Operational Transformation Part 2: Operations

This is the second post in a series I am doing on the real-time collaboration algorithm Operational Transformation (OT). The first post was an introduction to OT and this series. There are two repositiories on GitHub to follow along with:

operational-transformation - This is an Operational Transformation library for plain text which assumes nothing about how the storage backend for your documents works, what kind of frontend you will be using, etc. This is where most of the ideas discussed in this series will be implemented.
operational-transformation-example - This repository contains an example application which takes advantage of the OT library.

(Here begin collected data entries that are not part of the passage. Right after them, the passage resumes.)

use serde::{Deserialize, Serialize};

/// Search phase of a survey. The phase decides the step size used to pick the
/// next rank; transitions are guarded in [`crate::survey::phase`].
#[derive(Debug, Clone, Copy, PartialEq, Eq, Hash, Serialize, Deserialize)]
#[serde(rename_all = "camelCase")]
pub enum Phase {
    Coarse,
    Fine,
    Verify,
}

impl Phase {
    pub fn as_str(&self) -> &'static str {
        match self {
            Self::Coarse => "coarse",
            Self::Fine => "fine",
            Self::Verify => "verify",
        }
    }
}

#[derive(Debug, Clone, Copy, PartialEq, Eq, Serialize, Deserialize)]
#[serde(rename_all = "lowercase")]
pub enum SessionStatus {
    Active,
    Completed,
}

/// Coarse six-level proficiency hint supplied when a survey starts.
#[derive(Debug, Clone, Copy, PartialEq, Eq, Serialize, Deserialize)]
pub enum ProficiencyHint {
    A1,
    A2,
    B1,
    B2,
    C1,
    C2,
}

impl ProficiencyHint {
    pub fn parse(raw: &str) -> Option<Self> {
        match raw.trim().to_ascii_uppercase().as_str() {
            "A1" => Some(Self::A1),
            "A2" => Some(Self::A2),
            "B1" => Some(Self::B1),
            "B2" => Some(Self::B2),
            "C1" => Some(Self::C1),
            "C2" => Some(Self::C2),
            _ => None,
        }
    }
}

/// Role of an option inside a challenge. Closed set; the client never sees it.
#[derive(Debug, Clone, Copy, PartialEq, Eq, Hash, Serialize, Deserialize)]
#[serde(rename_all = "lowercase")]
pub enum OptionRole {
    Target,
    Trap,
    Filler,
    Unknown,
}

#[derive(Debug, Clone, PartialEq, Serialize, Deserialize)]
#[serde(rename_all = "camelCase")]
pub struct ChallengeOption {
    pub id: String,
    pub text: String,
    pub role: OptionRole,
    pub is_correct: bool,
    /// Usage ratio for target senses, 0 for everything else.
    pub weight: f64,
}

/// A question in flight, including its answer key.
#[derive(Debug, Clone, PartialEq, Serialize, Deserialize)]
#[serde(rename_all = "camelCase")]
pub struct ChallengePayload {
    pub challenge_id: String,
    pub question_index: u32,
    pub word_id: String,
    pub word_text: String,
    pub target_rank: u32,
    pub word_rank: u32,
    pub is_pivot: bool,
    pub phase: Phase,
    pub options: Vec<ChallengeOption>,
    pub time_limit_ms: u64,
}

impl ChallengePayload {
    pub fn option(&self, option_id: &str) -> Option<&ChallengeOption> {
        self.options.iter().find(|o| o.id == option_id)
    }

    pub fn target_ids(&self) -> Vec<&str> {
        self.options
            .iter()
            .filter(|o| o.role == OptionRole::Target)
            .map(|o| o.id.as_str())
            .collect()
    }
}

#[derive(Debug, Clone, PartialEq, Serialize, Deserialize)]
#[serde(rename_all = "camelCase")]
pub struct AnswerSubmission {
    pub challenge_id: String,
    pub selected: Vec<String>,
    #[serde(default)]
    pub elapsed_ms: u64,
}

/// One graded question in a session's history.
#[derive(Debug, Clone, PartialEq, Serialize, Deserialize)]
#[serde(rename_all = "camelCase")]
pub struct AnswerRecord {
    pub question_index: u32,
    pub target_rank: u32,
    pub word_id: String,
    pub word_rank: u32,
    pub phase: Phase,
    pub is_pivot: bool,
    pub selected: Vec<String>,
    /// Usage-weighted share of the target senses that were picked, 0 when any
    /// wrong option was picked.
    pub credit: f64,
    pub is_correct: bool,
    pub elapsed_ms: u64,
    #[serde(default)]
    pub timed_out: bool,
    pub low_after: u32,
    pub high_after: u32,
}

impl AnswerRecord {
    pub fn width_after(&self) -> u32 {
        self.high_after.saturating_sub(self.low_after)
    }
}

/// A pending or in-flight re-probe of a suspicious jump.
#[derive(Debug, Clone, PartialEq, Serialize, Deserialize)]
#[serde(rename_all = "camelCase")]
pub struct PivotProbe {
    pub rank: u32,
    pub original_word_id: String,
    pub original_correct: bool,
    pub jump: u32,
}

/// Full, serializable state of one survey. Every step takes one of these and
/// returns the next one; nothing about a session lives anywhere else.
#[derive(Debug, Clone, PartialEq, Serialize, Deserialize)]
#[serde(rename_all = "camelCase")]
pub struct SurveySession {
    pub id: String,
    pub status: SessionStatus,
    pub max_rank: u32,
    pub current_rank: u32,
    pub low_bound: u32,
    pub high_bound: u32,
    pub phase: Phase,
    pub history: Vec<AnswerRecord>,
    pub pivot_triggered: bool,
    #[serde(default)]
    pub pivot: Option<PivotProbe>,
    #[serde(default)]
    pub pivot_failed: bool,
    #[serde(default)]
    pub forced_fine_remaining: u32,
    pub step_scale: f64,
    #[serde(default)]
    pub verify_anchor: Option<u32>,
    pub confidence: f64,
    #[serde(default)]
    pub hint: Option<ProficiencyHint>,
    #[serde(default)]
    pub outstanding: Option<ChallengePayload>,
}

impl SurveySession {
    pub fn question_count(&self) -> u32 {
        self.history.len() as u32
    }

    pub fn is_complete(&self) -> bool {
        self.status == SessionStatus::Completed
    }

    pub fn width(&self) -> u32 {
        self.high_bound.saturating_sub(self.low_bound)
    }

    pub fn used_word_ids(&self) -> Vec<&str> {
        let mut ids: Vec<&str> = self.history.iter().map(|h| h.word_id.as_str()).collect();
        if let Some(challenge) = &self.outstanding {
            ids.push(challenge.word_id.as_str());
        }
        ids
    }
}

#[derive(Debug, Clone, Copy, PartialEq, Eq, Serialize, Deserialize)]
#[serde(rename_all = "lowercase")]
pub enum ZoneConfidence {
    High,
    Low,
    Unknown,
}

#[derive(Debug, Clone, PartialEq, Serialize, Deserialize)]
#[serde(rename_all = "camelCase")]
pub struct RankBand {
    pub start: u32,
    pub end: u32,
    pub confidence: ZoneConfidence,
}

#[derive(Debug, Clone, PartialEq, Serialize, Deserialize)]
#[serde(rename_all = "camelCase")]
pub struct ZoneBreakdown {
    pub owned: RankBand,
    pub frontier: RankBand,
    pub unexplored: RankBand,
}

#[derive(Debug, Clone, PartialEq, Serialize, Deserialize)]
#[serde(rename_all = "camelCase")]
pub struct Benchmark {
    pub name: String,
    pub rank: u32,
}

#[derive(Debug, Clone, Copy, PartialEq, Eq, Serialize, Deserialize)]
#[serde(rename_all = "camelCase")]
pub enum BenchmarkStatus {
    Passed,
    NotReached,
}

#[derive(Debug, Clone, PartialEq, Serialize, Deserialize)]
#[serde(rename_all = "camelCase")]
pub struct BenchmarkResult {
    pub name: String,
    pub rank: u32,
    pub status: BenchmarkStatus,
}

/// Terminal output of a survey.
#[derive(Debug, Clone, PartialEq, Serialize, Deserialize)]
#[serde(rename_all = "camelCase")]
pub struct TriMetricReport {
    pub session_id: String,
    pub volume: u32,
    pub reach: u32,
    pub density: f64,
    pub confidence: f64,
    pub questions_asked: u32,
    pub max_rank: u32,
    pub zones: ZoneBreakdown,
    pub benchmarks: Vec<BenchmarkResult>,
}

/// Result of one `next` step.
#[derive(Debug, Clone, PartialEq)]
pub enum StepOutcome {
    Continue {
        session: SurveySession,
        challenge: ChallengePayload,
    },
    Complete {
        session: SurveySession,
        report: TriMetricReport,
    },
}

impl StepOutcome {
    pub fn session(&self) -> &SurveySession {
        match self {
            Self::Continue { session, .. } | Self::Complete { session, .. } => session,
        }
    }
}

#[cfg(test)]
mod tests {
    use super::*;

    #[test]
    fn hint_parse_is_case_insensitive() {
        assert_eq!(ProficiencyHint::parse("b2"), Some(ProficiencyHint::B2));
        assert_eq!(ProficiencyHint::parse(" C1 "), Some(ProficiencyHint::C1));
        assert_eq!(ProficiencyHint::parse("D1"), None);
    }

    #[test]
    fn option_role_serializes_lowercase() {
        let json = serde_json::to_value(OptionRole::Unknown).unwrap();
        assert_eq!(json, "unknown");
        let phase = serde_json::to_value(Phase::Verify).unwrap();
        assert_eq!(phase, "verify");
    }

    #[test]
    fn record_serializes_camel_case() {
        let record = AnswerRecord {
            question_index: 0,
            target_rank: 2000,
            word_id: "w".to_string(),
            word_rank: 2000,
            phase: Phase::Coarse,
            is_pivot: false,
            selected: vec![],
            credit: 1.0,
            is_correct: true,
            elapsed_ms: 10,
            timed_out: false,
            low_after: 2000,
            high_after: 8000,
        };
        let json = serde_json::to_value(&record).unwrap();
        assert!(json.get("targetRank").is_some());
        assert!(json.get("lowAfter").is_some());
        assert_eq!(record.width_after(), 6000);
    }
}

However, before we can start transforming operations and providing a real-time experience for our users, we have to decide how to represent and generate operations. That is the topic for this post.

Representing Operations

We will be representing operations as a stream of simple edits. As Daniel Spiewak notes in Understanding and Applying Operational Transformation, this is perfect for the type of automated processing we will be doing inside the xform function. Our operations will be made up of the following three types of edits:

retain(n) - Copy n characters from the old version to the new one.
insert(subsequence) - Insert subsequence in to the new document, without changing where we are indexed in the old document.
delete(subsequence) - Advance the position we are indexed in the old document by the length of subsequence, without copying subsequence in to the new document. The reason we pass a subsequence instead of a number is soley so that we can assert we are deleting the proper subsequence and throw an error if we are not.

To create the document "Hello, World!" from the document "hello world", you would apply the following operation:

[ delete('h'),
  insert('H'),
  retain(4),
  insert(','),
  retain(1),
  delete('w'),
  insert('W'),
  retain(4),
  insert('!') ]

Note that the edits start at the beginning of the old document and finish at the end of it. If an operation doesn't affect the whole document, the last edit in the operation should be retain(length of remaining document).

Calculating Operations

First off: you don't want to add listeners to keyboard and mouse events! Imagine all of the edge cases and browser incompatibilities: would you successfully handle Ctrl-a or Shift-up-arrow followed by backspace? Yikes, I don't even want to think about all of the common key combinations (not to mention the differences between key combinations across OSs).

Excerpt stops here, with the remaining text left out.